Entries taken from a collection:
--- START ---

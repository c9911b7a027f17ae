//! Engine state and host-facing positions.

use core_book::ReadingOrderId;
use core_runtime::events::PlaybackRate;
use serde::{Deserialize, Serialize};

/// Where the engine is in its lifecycle.
///
/// ```text
///            play / playAtLocation
///  Initial ─────────────────────────► Playing ◄──────────► Stopped
///     │                                 │  ▲    pause/play    │
///     │ item not downloaded             │  │ item downloaded  │ item deleted
///     ▼                                 ▼  │                  ▼
///  WaitingForElement ◄──────────────────────────────────────────
/// ```
#[derive(Debug, Clone, Copy, PartialEq, Eq, Default, Serialize, Deserialize)]
#[serde(tag = "state", rename_all = "snake_case")]
pub enum EngineState {
    /// Nothing loaded yet.
    #[default]
    Initial,
    /// The decoder is rendering item `index`.
    Playing { index: usize },
    /// Item `index` is not available yet. `autoplay` says whether playback
    /// resumes by itself once it is downloaded.
    WaitingForElement {
        index: usize,
        offset_ms: u64,
        autoplay: bool,
    },
    /// Item `index` is loaded and paused.
    Stopped { index: usize },
}

impl EngineState {
    pub fn index(&self) -> Option<usize> {
        match self {
            EngineState::Initial => None,
            EngineState::Playing { index }
            | EngineState::Stopped { index }
            | EngineState::WaitingForElement { index, .. } => Some(*index),
        }
    }

    pub fn is_playing(&self) -> bool {
        matches!(self, EngineState::Playing { .. })
    }

    /// `true` when the decoder holds media for the current item.
    pub fn has_media(&self) -> bool {
        matches!(
            self,
            EngineState::Playing { .. } | EngineState::Stopped { .. }
        )
    }

    pub fn name(&self) -> &'static str {
        match self {
            EngineState::Initial => "initial",
            EngineState::Playing { .. } => "playing",
            EngineState::WaitingForElement { .. } => "waiting_for_element",
            EngineState::Stopped { .. } => "stopped",
        }
    }
}

/// A position in the book as addressed by the host.
#[derive(Debug, Clone, PartialEq, Eq, Serialize, Deserialize)]
pub struct PlayerPosition {
    pub item_id: ReadingOrderId,
    /// Milliseconds from the start of the item. Negative values and values
    /// past the item's end are carried over into neighbouring items.
    pub offset_ms: i64,
}

impl PlayerPosition {
    pub fn new(item_id: impl Into<ReadingOrderId>, offset_ms: i64) -> Self {
        Self {
            item_id: item_id.into(),
            offset_ms,
        }
    }
}

/// What the engine publishes after every command it applies.
#[derive(Debug, Clone, PartialEq, Default, Serialize, Deserialize)]
pub struct EngineSnapshot {
    pub state: EngineState,
    /// Playhead as of the last command or progress poll.
    pub position: Option<PlayerPosition>,
    pub rate: PlaybackRate,
}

--- END ---

(TASK):
Set down each entry again, exactly as written.

(FINISHED TASK):
repository c9911b7a027f17ae
//! Engine state and host-facing positions.

use core_book::ReadingOrderId;
use core_runtime::events::PlaybackRate;
use serde::{Deserialize, Serialize};

/// Where the engine is in its lifecycle.
///
/// ```text
///            play / playAtLocation
///  Initial ─────────────────────────► Playing ◄──────────► Stopped
///     │                                 │  ▲    pause/play    │
///     │ item not downloaded             │  │ item downloaded  │ item deleted
///     ▼                                 ▼  │                  ▼
///  WaitingForElement ◄──────────────────────────────────────────
/// ```
#[derive(Debug, Clone, Copy, PartialEq, Eq, Default, Serialize, Deserialize)]
#[serde(tag = "state", rename_all = "snake_case")]
pub enum EngineState {
    /// Nothing loaded yet.
    #[default]
    Initial,
    /// The decoder is rendering item `index`.
    Playing { index: usize },
    /// Item `index` is not available yet. `autoplay` says whether playback
    /// resumes by itself once it is downloaded.
    WaitingForElement {
        index: usize,
        offset_ms: u64,
        autoplay: bool,
    },
    /// Item `index` is loaded and paused.
    Stopped { index: usize },
}

impl EngineState {
    pub fn index(&self) -> Option<usize> {
        match self {
            EngineState::Initial => None,
            EngineState::Playing { index }
            | EngineState::Stopped { index }
            | EngineState::WaitingForElement { index, .. } => Some(*index),
        }
    }

    pub fn is_playing(&self) -> bool {
        matches!(self, EngineState::Playing { .. })
    }

    /// `true` when the decoder holds media for the current item.
    pub fn has_media(&self) -> bool {
        matches!(
            self,
            EngineState::Playing { .. } | EngineState::Stopped { .. }
        )
    }

    pub fn name(&self) -> &'static str {
        match self {
            EngineState::Initial => "initial",
            EngineState::Playing { .. } => "playing",
            EngineState::WaitingForElement { .. } => "waiting_for_element",
            EngineState::Stopped { .. } => "stopped",
        }
    }
}

/// A position in the book as addressed by the host.
#[derive(Debug, Clone, PartialEq, Eq, Serialize, Deserialize)]
pub struct PlayerPosition {
    pub item_id: ReadingOrderId,
    /// Milliseconds from the start of the item. Negative values and values
    /// past the item's end are carried over into neighbouring items.
    pub offset_ms: i64,
}

impl PlayerPosition {
    pub fn new(item_id: impl Into<ReadingOrderId>, offset_ms: i64) -> Self {
        Self {
            item_id: item_id.into(),
            offset_ms,
        }
    }
}

/// What the engine publishes after every command it applies.
#[derive(Debug, Clone, PartialEq, Default, Serialize, Deserialize)]
pub struct EngineSnapshot {
    pub state: EngineState,
    /// Playhead as of the last command or progress poll.
    pub position: Option<PlayerPosition>,
    pub rate: PlaybackRate,
}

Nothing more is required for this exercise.